Wiggle-CRC Group
- Company type: Private
- Industry: Online sports retail
- Headquarters: Portsmouth, England, UK
- Area served: Worldwide
- Key people: Will Kernan (CEO), Brian McBride (chairman)
- Products: Triathlon equipment; bicycles, components and accessories; running shoes and apparel; swimming products; outdoor and casual sports apparel; tools
- Owner: Bridgepoint Advisors
- Website: chainreactioncycles.com

= Chain Reaction Cycles =

English online sporting goods retailer

Chain Reaction Cycles is an English online retailer of sports gear and equipment. It is the online brand of the Frasers Group, having been bought after WiggleCRC went into administration with losses of £97 million.

Previously it was an online retailer of cycling products based in Belfast, Northern Ireland. A 2016 merger with Wiggle Ltd resulted in the formation of the WiggleCRC Group, whose head office was in Portsmouth, England. WiggleCRC entered administration in October 2023, and only the brands were transferred to the new owners.

==History==

Chain Reaction Cycles started out as a small bike shop named Ballynure Cycles which was opened in 1985 by George and Janice Watson using a £1500 bank loan in the small village of Ballynure in Northern Ireland.
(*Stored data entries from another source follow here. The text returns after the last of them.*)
impl SftpSession for Ssh2Sftp {
    fn stat(&self, path: &str) -> Result<FileAttributes, SshfsError> {
        let stat = self
            .sftp
            .stat(Path::new(path))
            .map_err(|e| remote_err("stat", path, e))?;
        Ok(FileAttributes {
            size: stat.size,
            permissions: stat.perm,
            uid: stat.uid,
            gid: stat.gid,
            atime: stat.atime,
            mtime: stat.mtime,
        })
    }

    fn open(&self, path: &str, mode: OpenMode) -> Result<Box<dyn RemoteFile>, SshfsError> {
        let (flags, perm) = match mode {
            OpenMode::Read => (OpenFlags::READ, 0),
            OpenMode::Truncate => (
                OpenFlags::WRITE | OpenFlags::CREATE | OpenFlags::TRUNCATE,
                0o644,
            ),
            OpenMode::Append => (OpenFlags::WRITE | OpenFlags::APPEND, 0o644),
            OpenMode::Write => (OpenFlags::WRITE, 0o644),
        };
        let mut file = self
            .sftp
            .open_mode(Path::new(path), flags, perm, OpenType::File)
            .map_err(|e| remote_err("open", path, e))?;

        // Servers differ in how they treat SSH_FXF_APPEND, so position the
        // handle at the current end explicitly.
        if mode == OpenMode::Append {
            let end = file
                .stat()
                .map_err(|e| remote_err("stat", path, e))?
                .size
                .unwrap_or(0);
            file.seek(SeekFrom::Start(end))
                .map_err(|e| remote_io_err("seek", path, e))?;
        }

        Ok(Box::new(Ssh2File {
            file,
            path: path.to_string(),
        }))
    }

    fn mkdir(&self, path: &str, mode: i32) -> Result<(), SshfsError> {
        self.sftp
            .mkdir(Path::new(path), mode)
            .map_err(|e| remote_err("mkdir", path, e))
    }

    fn rmdir(&self, path: &str) -> Result<(), SshfsError> {
        self.sftp
            .rmdir(Path::new(path))
            .map_err(|e| remote_err("rmdir", path, e))
    }

    fn unlink(&self, path: &str) -> Result<(), SshfsError> {
        self.sftp
            .unlink(Path::new(path))
            .map_err(|e| remote_err("unlink", path, e))
    }

    fn rename(&self, src: &str, dst: &str) -> Result<(), SshfsError> {
        self.sftp
            .rename(
                Path::new(src),
                Path::new(dst),
                Some(RenameFlags::OVERWRITE | RenameFlags::ATOMIC | RenameFlags::NATIVE),
            )
            .map_err(|e| remote_err("rename", src, e))
    }
}

struct Ssh2File {
    file: ::ssh2::File,
    path: String,
}

// SAFETY: see `Ssh2Session`.
unsafe impl Send for Ssh2File {}

impl RemoteFile for Ssh2File {
    fn read(&mut self, buf: &mut [u8]) -> Result<usize, SshfsError> {
        self.file
            .read(buf)
            .map_err(|e| remote_io_err("read", &self.path, e))
    }

    fn write(&mut self, buf: &[u8]) -> Result<usize, SshfsError> {
        self.file
            .write(buf)
            .map_err(|e| remote_io_err("write", &self.path, e))
    }

    fn seek(&mut self, offset: u64) -> Result<(), SshfsError> {
        self.file
            .seek(SeekFrom::Start(offset))
            .map(|_| ())
            .map_err(|e| remote_io_err("seek", &self.path, e))
    }

    fn set_len(&mut self, size: u64) -> Result<(), SshfsError> {
        let stat = ::ssh2::FileStat {
            size: Some(size),
            uid: None,
            gid: None,
            perm: None,
            atime: None,
            mtime: None,
        };
        self.file
            .setstat(stat)
            .map_err(|e| remote_err("truncate", &self.path, e))
    }

    fn close(&mut self) -> Result<(), SshfsError> {
        self.file
            .close()
            .map_err(|e| remote_err("close", &self.path, e))
    }
}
In late 1999, the company registered domain name www.ChainReactionCycles.com and launched the Chain Reaction Cycles website.

The sales grew each year. In 2011 revenues were £136.4 million (€170 million). Its peak sales were in 2013, at £155.6 million. By this time the website was providing multi lingual service and currency options for many countries.
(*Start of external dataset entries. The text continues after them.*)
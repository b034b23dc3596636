//! Command dispatch for the `sshfs` binary.

use std::fs::File;
use std::io::{self, BufWriter, Read, Write};
use std::path::{Path, PathBuf};
use std::sync::Arc;
use std::time::Instant;

use chrono::{DateTime, Utc};
use serde::Serialize;
use zeroize::Zeroizing;

use crate::cli::args::{Cli, Commands, RemoteArgs};
use crate::client::{Connection, Registry};
use crate::config::file::{parse_size, TuningFile};
use crate::config::paths::default_config_file;
use crate::config::types::ConnectionParams;
use crate::error::SshfsError;
use crate::handle::FileHandle;
use crate::progress::bar::{create_transfer_progress, transfer_summary, ProgressWriter};
use crate::session::FileAttributes;

/// Bytes requested per range read. Each read is one remote round trip.
const READ_BUFFER: usize = 4 * 1024 * 1024;

/// Local read size when uploading.
const UPLOAD_BUFFER: usize = 1024 * 1024;

/// Environment variable consulted for the password before prompting.
const PASSWORD_ENV: &str = "SSHFS_PASSWORD";

/// Build connection parameters from flags, the tuning file and prompts.
///
/// Precedence: command-line flags, then the tuning file, then defaults.
pub fn build_params(args: &RemoteArgs) -> Result<ConnectionParams, SshfsError> {
    let config_path = match &args.config {
        Some(path) => {
            if !path.exists() {
                return Err(SshfsError::Config(format!(
                    "config file {} does not exist",
                    path.display()
                )));
            }
            path.clone()
        }
        None => default_config_file()?,
    };
    let tuning = TuningFile::load(&config_path)?;

    let mut params = tuning.apply(ConnectionParams::new(&args.host, &args.user).with_port(args.port))?;

    if let Some(retries) = args.retries {
        params.retry.max_retries = retries;
    }
    if let Some(size) = &args.chunk_size {
        params.chunk_size = parse_size(size)?;
    }
    if let Some(max) = args.max_uploads {
        params.max_concurrent_uploads = max;
    }
    if args.strict_crypto {
        params.strict_crypto = true;
    }
    if let Some(check) = args.host_key_check {
        params.host_key_check = check;
    }

    if args.password {
        let password = read_password(&args.user, &args.host)?;
        params = params.with_password(password.as_str());
    } else if let Some(identity) = &args.identity {
        let passphrase = if args.passphrase {
            let prompt = format!("Passphrase for {}: ", identity.display());
            Some(prompt_secret(&prompt)?.as_str().to_string())
        } else {
            None
        };
        params = params.with_key(identity.clone(), passphrase);
    } else if args.agent {
        params = params.with_agent();
    } else if let Ok(password) = std::env::var(PASSWORD_ENV) {
        params = params.with_password(password);
    }

    params.validate()?;
    tracing::debug!(?params, config = %config_path.display(), "Connection parameters");
    Ok(params)
}

fn read_password(user: &str, host: &str) -> Result<Zeroizing<String>, SshfsError> {
    if let Ok(password) = std::env::var(PASSWORD_ENV) {
        return Ok(Zeroizing::new(password));
    }
    prompt_secret(&format!("Password for {}@{}: ", user, host))
}

fn prompt_secret(prompt: &str) -> Result<Zeroizing<String>, SshfsError> {
    rpassword::prompt_password(prompt)
        .map(Zeroizing::new)
        .map_err(|e| SshfsError::Config(format!("could not read secret from terminal: {}", e)))
}

/// Execute the parsed command line. Returns the process exit code.
pub fn run(cli: Cli) -> Result<i32, SshfsError> {
    let params = build_params(&cli.remote)?;
    let registry = Registry::new();
    let conn = registry.get_or_connect(params)?;

    let result = dispatch(&conn, cli.command, cli.quiet);
    drop(conn);
    registry.clear();
    result
}

fn dispatch(conn: &Arc<Connection>, command: Commands, quiet: bool) -> Result<i32, SshfsError> {
    match command {
        Commands::Get(args) => {
            let local = match args.local {
                Some(path) => path,
                None => default_local_name(&args.remote)?,
            };
            download(conn, &args.remote, &local, quiet)?;
            Ok(0)
        }
        Commands::Put(args) => {
            upload(conn, &args.local, &args.remote, quiet)?;
            Ok(0)
        }
        Commands::Cat(args) => {
            let stdout = io::stdout();
            let mut out = stdout.lock();
            cat(conn, &args.remote, args.offset, args.length, &mut out)?;
            out.flush()?;
            Ok(0)
        }
        Commands::Stat(args) => {
            let attrs = conn.get_file_stats(&args.remote)?;
            let report = StatReport::new(&args.remote, &attrs);
            if args.json {
                println!("{}", serde_json::to_string_pretty(&report)?);
            } else {
                print!("{}", report.to_text());
            }
            Ok(0)
        }
        Commands::Exists(args) => {
            if conn.file_exists(&args.remote) {
                if !quiet {
                    println!("{}", args.remote);
                }
                Ok(0)
            } else {
                Ok(1)
            }
        }
        Commands::Rm(args) => {
            conn.remove_file(&args.remote)?;
            tracing::info!(path = %args.remote, "Removed");
            Ok(0)
        }
        Commands::Mv(args) => {
            conn.rename_file(&args.src, &args.dst)?;
            tracing::info!(src = %args.src, dst = %args.dst, "Renamed");
            Ok(0)
        }
        Commands::Mkdir(args) => {
            conn.create_directory(&args.remote)?;
            Ok(0)
        }
        Commands::Rmdir(args) => {
            conn.remove_directory(&args.remote)?;
            Ok(0)
        }
        Commands::Truncate(args) => {
            let size = parse_size(&args.size)? as u64;
            conn.truncate_file(&args.remote, size)?;
            Ok(0)
        }
        Commands::Exec(args) => {
            let output = conn.execute_command(&args.command.join(" "))?;
            print!("{}", output);
            io::stdout().flush()?;
            Ok(0)
        }
    }
}

/// Local file name for `get` without an explicit destination.
fn default_local_name(remote: &str) -> Result<PathBuf, SshfsError> {
    match remote.trim_end_matches('/').rsplit('/').next() {
        Some(name) if !name.is_empty() => Ok(PathBuf::from(name)),
        _ => Err(SshfsError::Config(format!(
            "cannot derive a local file name from '{}'; pass one explicitly",
            remote
        ))),
    }
}

fn download(conn: &Arc<Connection>, remote: &str, local: &Path, quiet: bool) -> Result<u64, SshfsError> {
    let started = Instant::now();
    let mut handle = FileHandle::open_read(Arc::clone(conn), remote)?;
    let total = handle.file_size()?;
    let progress = create_transfer_progress(total, quiet);

    let mut writer = BufWriter::new(File::create(local)?);
    let mut buf = vec![0u8; READ_BUFFER];
    let mut copied = 0u64;
    loop {
        let n = handle.read(&mut buf)?;
        if n == 0 {
            break;
        }
        writer.write_all(&buf[..n])?;
        copied += n as u64;
        progress.set_position(copied);
    }
    writer.flush()?;
    handle.close()?;
    progress.finish_and_clear();

    if !quiet {
        eprintln!("{}", transfer_summary(remote, copied, started.elapsed()));
    }
    Ok(copied)
}

fn upload(conn: &Arc<Connection>, local: &Path, remote: &str, quiet: bool) -> Result<u64, SshfsError> {
    let started = Instant::now();
    let mut source = File::open(local)?;
    let total = source.metadata()?.len();
    let progress = create_transfer_progress(total, quiet);

    let handle = FileHandle::open_write(Arc::clone(conn), remote)?;
    let mut writer = ProgressWriter::new(handle, progress.clone(), |h: &FileHandle| h.progress());
    let mut buf = vec![0u8; UPLOAD_BUFFER];
    loop {
        let n = source.read(&mut buf)?;
        if n == 0 {
            break;
        }
        writer.write_all(&buf[..n])?;
    }
    let mut handle = writer.into_inner();
    progress.set_message("finishing uploads");
    handle.close()?;
    progress.finish_and_clear();

    let sent = handle.progress();
    if !quiet {
        eprintln!("{}", transfer_summary(remote, sent, started.elapsed()));
    }
    Ok(sent)
}

/// Copy `length` bytes of `remote` from `offset` (or to end of file) to `out`.
fn cat(
    conn: &Arc<Connection>,
    remote: &str,
    offset: u64,
    length: Option<u64>,
    out: &mut dyn Write,
) -> Result<u64, SshfsError> {
    let mut handle = FileHandle::open_read(Arc::clone(conn), remote)?;
    let end = match length {
        Some(len) => offset.saturating_add(len),
        None => handle.file_size()?,
    };
    handle.seek(offset)?;

    let mut buf = vec![0u8; READ_BUFFER];
    let mut written = 0u64;
    while handle.position() < end {
        let want = (end - handle.position()).min(READ_BUFFER as u64) as usize;
        let n = handle.read(&mut buf[..want])?;
        if n == 0 {
            break;
        }
        out.write_all(&buf[..n])?;
        written += n as u64;
    }
    handle.close()?;
    Ok(written)
}

/// Printable view of `FileAttributes`.
#[derive(Debug, Serialize)]
struct StatReport {
    path: String,
    kind: &'static str,
    size: Option<u64>,
    permissions: Option<String>,
    uid: Option<u32>,
    gid: Option<u32>,
    modified: Option<DateTime<Utc>>,
    accessed: Option<DateTime<Utc>>,
}

impl StatReport {
    fn new(path: &str, attrs: &FileAttributes) -> Self {
        let kind = if attrs.is_dir() {
            "directory"
        } else if attrs.is_file() {
            "file"
        } else {
            "other"
        };
        let timestamp = |secs: u64| DateTime::<Utc>::from_timestamp(secs as i64, 0);
        Self {
            path: path.to_string(),
            kind,
            size: attrs.size,
            permissions: attrs.permissions.map(|p| format!("{:o}", p & 0o7777)),
            uid: attrs.uid,
            gid: attrs.gid,
            modified: attrs.mtime.and_then(timestamp),
            accessed: attrs.atime.and_then(timestamp),
        }
    }

    fn to_text(&self) -> String {
        let dash = || "-".to_string();
        let mut text = format!("path:        {}\n", self.path);
        text.push_str(&format!("type:        {}\n", self.kind));
        text.push_str(&format!(
            "size:        {}\n",
            self.size
                .map(|s| format!("{} ({})", s, bytesize::ByteSize(s)))
                .unwrap_or_else(dash)
        ));
        text.push_str(&format!(
            "permissions: {}\n",
            self.permissions.clone().unwrap_or_else(dash)
        ));
        text.push_str(&format!(
            "owner:       {}:{}\n",
            self.uid.map(|u| u.to_string()).unwrap_or_else(dash),
            self.gid.map(|g| g.to_string()).unwrap_or_else(dash)
        ));
        text.push_str(&format!(
            "modified:    {}\n",
            self.modified.map(|t| t.to_rfc3339()).unwrap_or_else(dash)
        ));
        text
    }
}

#[cfg(test)]
mod tests {
    use super::*;
    use crate::testutil::{mock_params, MockRemote};

    fn remote_args(config: Option<PathBuf>) -> RemoteArgs {
        RemoteArgs {
            host: "files.example.com".into(),
            port: 2222,
            user: "alice".into(),
            password: false,
            identity: Some(PathBuf::from("/keys/id_ed25519")),
            passphrase: false,
            agent: false,
            config,
            retries: Some(0),
            chunk_size: Some("1MiB".into()),
            max_uploads: Some(3),
            strict_crypto: true,
            host_key_check: None,
        }
    }

    #[test]
    fn flags_override_tuning_file() {
        let tmp = tempfile::TempDir::new().unwrap();
        let path = tmp.path().join("config.toml");
        std::fs::write(
            &path,
            "[connection]\nmax_retries = 9\nchunk_size = \"8 MiB\"\nkeepalive_interval = 15\n",
        )
        .unwrap();

        let params = build_params(&remote_args(Some(path))).unwrap();
        assert_eq!(params.port, 2222);
        assert_eq!(params.retry.max_retries, 0);
        assert_eq!(params.chunk_size, 1024 * 1024);
        assert_eq!(params.max_concurrent_uploads, 3);
        assert_eq!(params.keepalive_interval, 15, "file value kept when no flag");
        assert!(params.strict_crypto);
        assert_eq!(
            params.credentials.key_path.as_deref(),
            Some(Path::new("/keys/id_ed25519"))
        );
    }

    #[test]
    fn missing_explicit_config_is_an_error() {
        let err = build_params(&remote_args(Some(PathBuf::from("/nonexistent/sshfs.toml")))).unwrap_err();
        assert!(matches!(err, SshfsError::Config(_)));
    }

    #[test]
    fn local_name_comes_from_remote_path() {
        assert_eq!(default_local_name("/data/report.csv").unwrap(), PathBuf::from("report.csv"));
        assert_eq!(default_local_name("report.csv").unwrap(), PathBuf::from("report.csv"));
        assert!(default_local_name("/").is_err());
    }

    #[test]
    fn upload_then_download_and_cat() {
        let remote = MockRemote::new();
        let conn = Arc::new(remote.connection(mock_params().with_chunk_size(5)));
        conn.connect().unwrap();

        let tmp = tempfile::TempDir::new().unwrap();
        let local = tmp.path().join("in.txt");
        std::fs::write(&local, b"the quick brown fox").unwrap();

        let sent = upload(&conn, &local, "/up/fox.txt", true).unwrap();
        assert_eq!(sent, 19);
        assert_eq!(remote.file("/up/fox.txt").unwrap(), b"the quick brown fox");

        let back = tmp.path().join("out.txt");
        assert_eq!(download(&conn, "/up/fox.txt", &back, true).unwrap(), 19);
        assert_eq!(std::fs::read(&back).unwrap(), b"the quick brown fox");

        let mut out = Vec::new();
        cat(&conn, "/up/fox.txt", 4, Some(5), &mut out).unwrap();
        assert_eq!(out, b"quick");

        let mut tail = Vec::new();
        cat(&conn, "/up/fox.txt", 16, None, &mut tail).unwrap();
        assert_eq!(tail, b"fox");
    }

    #[test]
    fn stat_report_formats() {
        let attrs = FileAttributes {
            size: Some(2048),
            permissions: Some(0o100640),
            uid: Some(1000),
            gid: Some(100),
            atime: None,
            mtime: Some(0),
        };
        let report = StatReport::new("/x", &attrs);
        assert_eq!(report.kind, "file");
        assert_eq!(report.permissions.as_deref(), Some("640"));

        let json = serde_json::to_value(&report).unwrap();
        assert_eq!(json["size"], 2048);
        assert_eq!(json["modified"], "1970-01-01T00:00:00Z");

        let text = report.to_text();
        assert!(text.contains("owner:       1000:100"));
    }
}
In 2013, the company became the co-sponsor of An Post–Chain Reaction, an Irish-Belgian professional cycling team established in 2006 by 1988 Vuelta a España winner Sean Kelly. The arrangement lasted until the team folded at the end of the 2017 season. The team mainly competed on the UCI Europe Tour and took wins at races including the Tour of Britain, Rás Tailteann and the Tour d'Azerbaïdjan while sponsored by Chain Reaction. Ryan Mullen won two Irish National Cycling Championships as an An Post–Chain Reaction rider, winning the road race in 2014 and the time trial in 2015.

By 2015, sales had decreased to £136 million, with shares mainly going to Wiggle, a UK competitor. The company also required investment.

A merger between Wiggle and Chain Reaction Cycles was announced in February 2016.

Chain Reaction Cycles also retain a bricks & mortar retail store on Boucher Road, Belfast. The store sells a selection of their stock, and has a workshop for cycle maintenance.

CRC makes a small number of its own components and one complete bicycle under its own brand name, "Brand X".

===Wiggle merger===

After the Competition Commission approved the merger in July 2016 and Wiggle bought 100% of the Chain Reactions Cycle equity from the Watson family, the Wiggle CRC group was formed.

CRC closed their Northern Irish warehouse to integrate their stock into Wiggle's 'Citadel', but retains its own branding and website. The combined Wiggle CRC group generated an annual revenue of over £300 million.

In October 2017 Wiggle CRC bought German company Bike24 for over £100 million, which continues to operate separately. The group's combined revenue is now estimated at £500 million.

On 27 October 2023, a notice was published to The Gazette announcing an administrator for the Wiggle Limited business following a period where the parent company's key financial backer pulled the plug on financing. This eventually resulted in most of the staff being laid off in February 2024, and in March 2024 the brands started to operate as part of the Frasers Group alongside Evans Cycles.